How PredictHQ Identifies and Fixes Event Data at Scale

Matthew Hicks
Director of Data Assurance

Any developer or data scientists tasked with finding event data and trying to make it useful for demand forecasting learns a painful lesson quickly: most event data is messy and remarkably unreliable.

Yet events are major catalysts of demand and need to be tracked. We know the pain of trying to wrangle event data into a useable format because it’s the reason we built PredictHQ to do it for you. We've created a powerful data processing pipeline that hones in on three elements - data quality, data enrichment, and demand prediction.

We often talk about how we aggregate almost half a million events per month from hundreds of sources. We also talk about enriching, verifying and ranking millions of events every month.

But we’ve not shared yet about the huge volume of work done by our systems in the initial aggregation verification stage. This is where the depth and diversity of our data sources is deeply valuable, as well as our specialist focus because we are able to systematically fix most issues directly.

How we systematically verify and fix event data at scale

There are several system groups that are central to this work but the most fundamental is our entities system.

The PredictHQ entities systems are the models and intelligence that enable a detailed understanding of venues, performers and more entities that make up events. For example, Beyonce is going to sell more tickets than a small punk band, partly because she will be using larger performance spaces but also because of her popularity. Our understanding of both the performers and venues means our system can classify events into very specific groups and auto-identify potential issues.

Below is our entity screen for San Francisco’s Oracle Park. This is a major venue, so many might assume matching events to it is easy. But few things are easy when it comes to reliable event data. Check out its listing in the PredictHQ entity system below.


As you can see, more than 29 entity records make up our venue entity for Oracle Park. This includes its previous names such as AT&T Park, Pacific Bell Park (and Pac Bell Park). This depth and diversity of data enables our system to verify details such as address, latitude and longitude and allows us to locate all events in relation to a venue. You can also see this is our 112th version of this venue. Versions are created as the venue is updated with more information and better metadata. We want the best set of information on that particular venue, and that takes complex data science and constant iteration.

The Issues Queue

The second key system group for correcting events at scale is our issues queue. It is a series of models that trigger alerts if there is an unusual detail to an event. We have more than 100 different kinds of issues alerts. In most cases, PredictHQ’s systems fix the issue directly. In some cases, our data team is alerted and assess the event personally.
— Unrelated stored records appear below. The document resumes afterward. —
//! `/admin/*` and `/pair/consume` (§6, §4.9): status/health introspection,
//! safe repairs, legacy token rotation, per-device session tokens, and
//! pairing codes.

use std::collections::HashMap;

use axum::extract::{Query, State};
use axum::http::HeaderMap;
use axum::response::{IntoResponse, Response};
use axum::Json;
use orbit_auth::Scope;
use serde::{Deserialize, Serialize};
use serde_json::Value;

use crate::error::RelayError;
use crate::http::{bearer_token, rate_limit_key, require_any_scope, require_full_scope};
use crate::state::RelayState;

#[derive(Serialize)]
#[serde(rename_all = "camelCase")]
struct StatusResponse {
    uptime_secs: i64,
    clients: usize,
    anchors: usize,
    providers: HashMap<String, orbit_adapters::ProviderHealth>,
    reliability: orbit_core::reliability::ReliabilitySnapshot,
    session_count: usize,
    pending_approvals: usize,
}

/// `GET /admin/status`.
pub async fn status(State(state): State<RelayState>, headers: HeaderMap) -> Result<Json<StatusResponse>, RelayError> {
    require_any_scope(&state, &headers).await?;

    let (clients, anchors) = state.subscriptions().connection_counts();
    let sessions = state.auth().list_sessions().await?;

    Ok(Json(StatusResponse {
        uptime_secs: (chrono::Utc::now() - state.started_at()).num_seconds(),
        clients,
        anchors,
        providers: state.registry().health_all().await,
        reliability: state.counters().snapshot(),
        session_count: sessions.len(),
        pending_approvals: state.approvals().pending_count(),
    }))
}

/// `GET /admin/validate`: a non-mutating self-check of the pieces that
/// most commonly break a fresh install (title store writability, event
/// store reachability, upload directory presence).
pub async fn validate(State(state): State<RelayState>, headers: HeaderMap) -> Result<Json<Value>, RelayError> {
    require_any_scope(&state, &headers).await?;

    let title_store_ok = state.titles().get_title("__validate_probe__").await.is_ok();
    let store_ok = state.store().read("__validate_probe__", orbit_store::ReadOptions::default()).await.is_ok();
    let upload_dir_ok = state.config().uploads.upload_dir.exists() || std::fs::create_dir_all(&state.config().uploads.upload_dir).is_ok();

    Ok(Json(serde_json::json!({
        "titleStore": title_store_ok,
        "eventStore": store_ok,
        "uploadDir": upload_dir_ok,
    })))
}

#[derive(Deserialize)]
#[serde(rename_all = "camelCase")]
pub struct RepairRequest {
    action: String,
}

/// `POST /admin/repair`: whitelisted safe repairs (§6).
pub async fn repair(State(state): State<RelayState>, headers: HeaderMap, Json(body): Json<RepairRequest>) -> Result<Json<Value>, RelayError> {
    require_full_scope(&state, &headers).await?;

    match body.action.as_str() {
        "ensureUploadDir" => {
            std::fs::create_dir_all(&state.config().uploads.upload_dir)?;
            Ok(Json(serde_json::json!({"repaired": "ensureUploadDir"})))
        }
        "pruneUploads" => {
            let removed = crate::http::uploads::prune_expired(&state).await?;
            Ok(Json(serde_json::json!({"repaired": "pruneUploads", "removed": removed})))
        }
        "startAnchor" | "fixTailscaleServe" => {
            // Neither action has a corresponding in-process resource the
            // relay itself owns (the anchor is an external process; the
            // Tailscale serve config lives outside this binary) — both
            // are acknowledged no-ops the admin UI can still call safely.
            Ok(Json(serde_json::json!({"repaired": body.action})))
        }
        other => Err(RelayError::BadRequest(format!("unknown repair action: {other}"))),
    }
}

#[derive(Serialize)]
#[serde(rename_all = "camelCase")]
struct RotateResponse {
    token: String,
}

/// `POST /admin/token/rotate` (§4.9): mint a new legacy token, close every
/// open socket, and hand the new token back once (never persisted by the
/// relay itself — `orbit-server` owns writing it back to the config file).
pub async fn rotate_token(State(state): State<RelayState>, headers: HeaderMap) -> Result<Json<RotateResponse>, RelayError> {
    require_full_scope(&state, &headers).await?;

    let token = state.auth().rotate_legacy().await;
    state.close_all_for_token_rotation();
    Ok(Json(RotateResponse { token }))
}

#[derive(Serialize)]
#[serde(rename_all = "camelCase")]
struct SessionSummary {
    device_label: String,
    scope: &'static str,
    token_hash: String,
    created_at: chrono::DateTime<chrono::Utc>,
    last_used_at: Option<chrono::DateTime<chrono::Utc>>,
}

/// `GET /admin/token/sessions`.
pub async fn list_sessions(State(state): State<RelayState>, headers: HeaderMap) -> Result<Json<Vec<SessionSummary>>, RelayError> {
    require_any_scope(&state, &headers).await?;
    let sessions = state.auth().list_sessions().await?;
    Ok(Json(
        sessions
            .into_iter()
            .map(|s| SessionSummary {
                device_label: s.device_label,
                scope: s.scope.as_str(),
                token_hash: s.token_hash,
                created_at: s.created_at,
                last_used_at: s.last_used_at,
            })
            .collect(),
    ))
}

#[derive(Deserialize)]
#[serde(rename_all = "camelCase")]
pub struct NewSessionRequest {
    device_label: String,
    #[serde(default = "default_scope")]
    scope: String,
}

fn default_scope() -> String {
    "full".to_string()
}

#[derive(Serialize)]
#[serde(rename_all = "camelCase")]
struct NewSessionResponse {
    token: String,
}

/// `POST /admin/token/sessions/new`.
pub async fn new_session(
    State(state): State<RelayState>,
    headers: HeaderMap,
    Json(body): Json<NewSessionRequest>,
) -> Result<Json<NewSessionResponse>, RelayError> {
    require_full_scope(&state, &headers).await?;
    let scope = Scope::parse(&body.scope).ok_or_else(|| RelayError::BadRequest(format!("unknown scope: {}", body.scope)))?;
    let minted = state.auth().mint_session(&body.device_label, scope).await?;
    Ok(Json(NewSessionResponse { token: minted.raw }))
}

#[derive(Deserialize)]
#[serde(rename_all = "camelCase")]
pub struct RevokeSessionRequest {
    token_hash: String,
}

/// `POST /admin/token/sessions/revoke`.
pub async fn revoke_session(
    State(state): State<RelayState>,
    headers: HeaderMap,
    Json(body): Json<RevokeSessionRequest>,
) -> Result<Json<Value>, RelayError> {
    require_full_scope(&state, &headers).await?;
    state.auth().revoke_session(&body.token_hash).await?;
    Ok(Json(serde_json::json!({"revoked": body.token_hash})))
}

#[derive(Deserialize)]
#[serde(rename_all = "camelCase")]
pub struct PairNewRequest {
    device_label: String,
    #[serde(default = "default_scope")]
    scope: String,
}

#[derive(Serialize)]
#[serde(rename_all = "camelCase")]
struct PairNewResponse {
    code: String,
    url: String,
}

/// `POST /admin/pair/new` (§4.9, §4.8): mint a fresh session token and a
/// short code mapping to it, rate-limited per scope.
pub async fn pair_new(
    State(state): State<RelayState>,
    headers: HeaderMap,
    Json(body): Json<PairNewRequest>,
) -> Result<Json<PairNewResponse>, RelayError> {
    require_full_scope(&state, &headers).await?;

    let token = bearer_token(&headers);
    let key = rate_limit_key(&headers, token);
    if let Err(orbit_auth::AuthError::RateLimited { retry_after }) =
        state.auth().check_rate_limit("admin/pair/new", &key, state.config().rate_limits.pair_new.to_config())
    {
        state.counters().inc_rate_limited();
        return Err(RelayError::RateLimited { retry_after_secs: retry_after.as_secs() });
    }

    let scope = Scope::parse(&body.scope).ok_or_else(|| RelayError::BadRequest(format!("unknown scope: {}", body.scope)))?;
    let code = state.auth().mint_pairing(&body.device_label, scope).await?;
    let url = format!("{}/pair/consume?code={code}", state.config().pair_base_url);
    Ok(Json(PairNewResponse { code, url }))
}

#[derive(Deserialize)]
#[serde(rename_all = "camelCase")]
pub struct PairConsumeRequest {
    code: String,
}

#[derive(Serialize)]
#[serde(rename_all = "camelCase")]
struct PairConsumeResponse {
    token: String,
}

/// `POST /pair/consume` (§4.9): unauthenticated — the code itself is the
/// credential, and it is single-use.
pub async fn pair_consume(State(state): State<RelayState>, Json(body): Json<PairConsumeRequest>) -> Result<Json<PairConsumeResponse>, RelayError> {
    let token = match state.auth().consume_pairing(&body.code) {
        Ok(token) => token,
        Err(orbit_auth::AuthError::UnknownPairingCode) => return Err(RelayError::UnknownToken),
        Err(other) => return Err(other.into()),
    };
    Ok(Json(PairConsumeResponse { token }))
}

#[derive(Deserialize)]
#[serde(rename_all = "camelCase")]
pub struct PairQrQuery {
    code: String,
}

/// `GET /admin/pair/qr.svg?code=…`: an SVG QR code of the pairing URL.
pub async fn pair_qr(State(state): State<RelayState>, headers: HeaderMap, Query(query): Query<PairQrQuery>) -> Result<Response, RelayError> {
    require_any_scope(&state, &headers).await?;

    let url = format!("{}/pair/consume?code={}", state.config().pair_base_url, query.code);
    let code = qrcode::QrCode::new(url.as_bytes()).map_err(|err| RelayError::BadRequest(format!("could not render QR code: {err}")))?;
    let svg = code.render::<qrcode::render::svg::Color>().min_dimensions(256, 256).build();

    Ok(([(axum::http::header::CONTENT_TYPE, "image/svg+xml")], svg).into_response())
}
Our processes and data assurance team constantly check our data for issues. As we process millions of events, we are always creating programmatic solutions that will address the root cause of any issue.

We also have a powerful internal toolset to manage events and entities data where we can fix individual issues or make bulk changes and the issue will be corrected there. A series of monitor systems and dashboards alert us to any data issues and they are swiftly corrected. Every day our team invests in data quality – making our data better, cleaner and richer and every day our data gets better.

Here are some of the key issue alert types.

Attendance exceeding venue capacity

This is one of the most straightforward alerts to understand. It is triggered when an event’s predicted attendance is substantially higher than its venue’s capacity. For example, a 20,000 person concert that is set to take place in a venue that only seats 10,000.

There are several reasons this can occur, which our systems sort through and identify. These include:

  • A data provider has made a typo that is swiftly identified by checking other records of the same event.

  • It is the same event repeated, but the event record has described it as one event. Such as music concert that is on three nights in a row.

  • It is a multi-day or multi-venue event that is a series of events rather than one stand-alone event.

These errors are auto-interrogated and fixed by PredictHQ’s systems.


Key event details change

One of the most common incorrect assumptions about event data is that it is reasonably static. But it’s not. More than 80% events change details after our systems first identify them. We have created systems to track this and ensure changes are accurate.

Last month, 2,219 events were postponed or cancelled. Companies need to know this as quickly as possible – so they aren’t building strategies around events that won’t take place. Once these events have been identified as postponed or cancelled, these events are updated in our API within a matter of minutes.

When your system works with 20 million events and more than 2 billion data points, there is ample opportunity to develop the system’s understanding of different events.

We use extensive machine learning models and natural language processing to identify norms for events. So robust are these systems that PredictHQ’s knowledge graph understands niche details we didn’t set out to discover but are very glad we did.

This enables us to identify many elements, including if events seem unusually long, unusually early or late in the day or another category anomaly.

For example, a four-day long concert would generate an alert. And a month-long festival would too.

Once these alerts are triggered, our systems can sort out most of the differences based on the depth and diversity of our providers, and how internal ranking of how accurate each provider has been previously. If there is an unresolvable difference for the systems, someone on our data assurance team will check this manually.

The data assurance team also manually checks the expected attendance of all events above PredictHQ rank of 80 to ensure these major demand catalysts are accurate.